WHAT NEEDS TO BE DONE: A line below contains "during dependency injection", and a later one contains "pub mod l10n;". Repeat both, with every line between them, exactly.

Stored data
--- --- ---

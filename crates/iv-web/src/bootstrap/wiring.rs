//! # Dependency Injection
//!
//! ## Responsibilities
//!
//! - Create the infra adapters (config store, catalogs, directory, telemetry)
//! - Inject them into [`AppDeps`]
//!
//! ## Prohibited
//!
//! - No business logic
//! - No configuration validation; empty values were resolved in
//!   [`super::defaults`] already
//!
//! > **This is the only place allowed to depend on iv-infra and iv-app at the same time.**

use std::sync::Arc;

use iv_app::{AppDeps, InstanceInfo};
use iv_core::ports::TranslationPort;
use iv_core::AppConfig;
use iv_infra::environment::{is_docker, os_family};
use iv_infra::{
    CatalogTranslationProvider, FileConfigStore, HttpTelemetrySender, StaticUserDirectory,
    SystemClock,
};

/// Result type for wiring operations
pub type WiringResult<T> = Result<T, WiringError>;

/// Errors during dependency injection
#[derive(Debug, thiserror::Error)]
pub enum WiringError {
    #[error("Translation catalogs initialization failed: {0}")]
    TranslationsInit(String),

    #[error("Telemetry client initialization failed: {0}")]
    TelemetryInit(String),
}

pub const APP_VERSION: &str = env!("CARGO_PKG_VERSION");

/// Built-in catalogs, overlaid by any `<lang>.json` in the configured dir.
async fn create_translations(config: &AppConfig) -> WiringResult<CatalogTranslationProvider> {
    CatalogTranslationProvider::builtin()
        .map_err(|e| WiringError::TranslationsInit(format!("{e:#}")))?
        .with_catalog_dir(&config.catalog_dir)
        .await
        .map_err(|e| WiringError::TranslationsInit(format!("{e:#}")))
}

fn instance_info(config: &AppConfig) -> InstanceInfo {
    InstanceInfo {
        app_version: APP_VERSION.to_string(),
        instance_url: config.instance_url.clone(),
        telemetry_url: config.telemetry_url.clone(),
        default_language: config.default_language.clone(),
        os_family: os_family(),
        is_docker: is_docker(),
    }
}

/// Wire all dependencies together.
///
/// The config store file is not touched here; it is created on first write.
pub async fn wire_dependencies(config: &AppConfig) -> WiringResult<AppDeps> {
    let translations = create_translations(config).await?;
    tracing::info!(
        languages = ?translations.available_languages(),
        "translation catalogs loaded"
    );

    let telemetry_sender = HttpTelemetrySender::new(APP_VERSION)
        .map_err(|e| WiringError::TelemetryInit(format!("{e:#}")))?;

    Ok(AppDeps {
        // Storage
        config_store: Arc::new(FileConfigStore::new(config.config_store_path.clone())),

        // Host platform
        translations: Arc::new(translations),
        user_directory: Arc::new(StaticUserDirectory::new(config.users.clone())),

        // Telemetry
        telemetry_sender: Arc::new(telemetry_sender),
        instance: instance_info(config),

        // System
        clock: Arc::new(SystemClock),
    })
}
pub mod config_store;
pub mod directory;
pub mod environment;
pub mod fs;
pub mod l10n;
pub mod telemetry;
pub mod time;

pub use config_store::{FileConfigStore, InMemoryConfigStore};
pub use directory::StaticUserDirectory;
pub use l10n::CatalogTranslationProvider;
pub use telemetry::HttpTelemetrySender;
pub use time::SystemClock;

--- --- ---

ANSWER SPACE:
/// Errors during dependency injection
#[derive(Debug, thiserror::Error)]
pub enum WiringError {
    #[error("Translation catalogs initialization failed: {0}")]
    TranslationsInit(String),

    #[error("Telemetry client initialization failed: {0}")]
    TelemetryInit(String),
}

pub const APP_VERSION: &str = env!("CARGO_PKG_VERSION");

/// Built-in catalogs, overlaid by any `<lang>.json` in the configured dir.
async fn create_translations(config: &AppConfig) -> WiringResult<CatalogTranslationProvider> {
    CatalogTranslationProvider::builtin()
        .map_err(|e| WiringError::TranslationsInit(format!("{e:#}")))?
        .with_catalog_dir(&config.catalog_dir)
        .await
        .map_err(|e| WiringError::TranslationsInit(format!("{e:#}")))
}

fn instance_info(config: &AppConfig) -> InstanceInfo {
    InstanceInfo {
        app_version: APP_VERSION.to_string(),
        instance_url: config.instance_url.clone(),
        telemetry_url: config.telemetry_url.clone(),
        default_language: config.default_language.clone(),
        os_family: os_family(),
        is_docker: is_docker(),
    }
}

/// Wire all dependencies together.
///
/// The config store file is not touched here; it is created on first write.
pub async fn wire_dependencies(config: &AppConfig) -> WiringResult<AppDeps> {
    let translations = create_translations(config).await?;
    tracing::info!(
        languages = ?translations.available_languages(),
        "translation catalogs loaded"
    );

    let telemetry_sender = HttpTelemetrySender::new(APP_VERSION)
        .map_err(|e| WiringError::TelemetryInit(format!("{e:#}")))?;

    Ok(AppDeps {
        // Storage
        config_store: Arc::new(FileConfigStore::new(config.config_store_path.clone())),

        // Host platform
        translations: Arc::new(translations),
        user_directory: Arc::new(StaticUserDirectory::new(config.users.clone())),

        // Telemetry
        telemetry_sender: Arc::new(telemetry_sender),
        instance: instance_info(config),

        // System
        clock: Arc::new(SystemClock),
    })
}
pub mod config_store;
pub mod directory;
pub mod environment;
pub mod fs;
pub mod l10n;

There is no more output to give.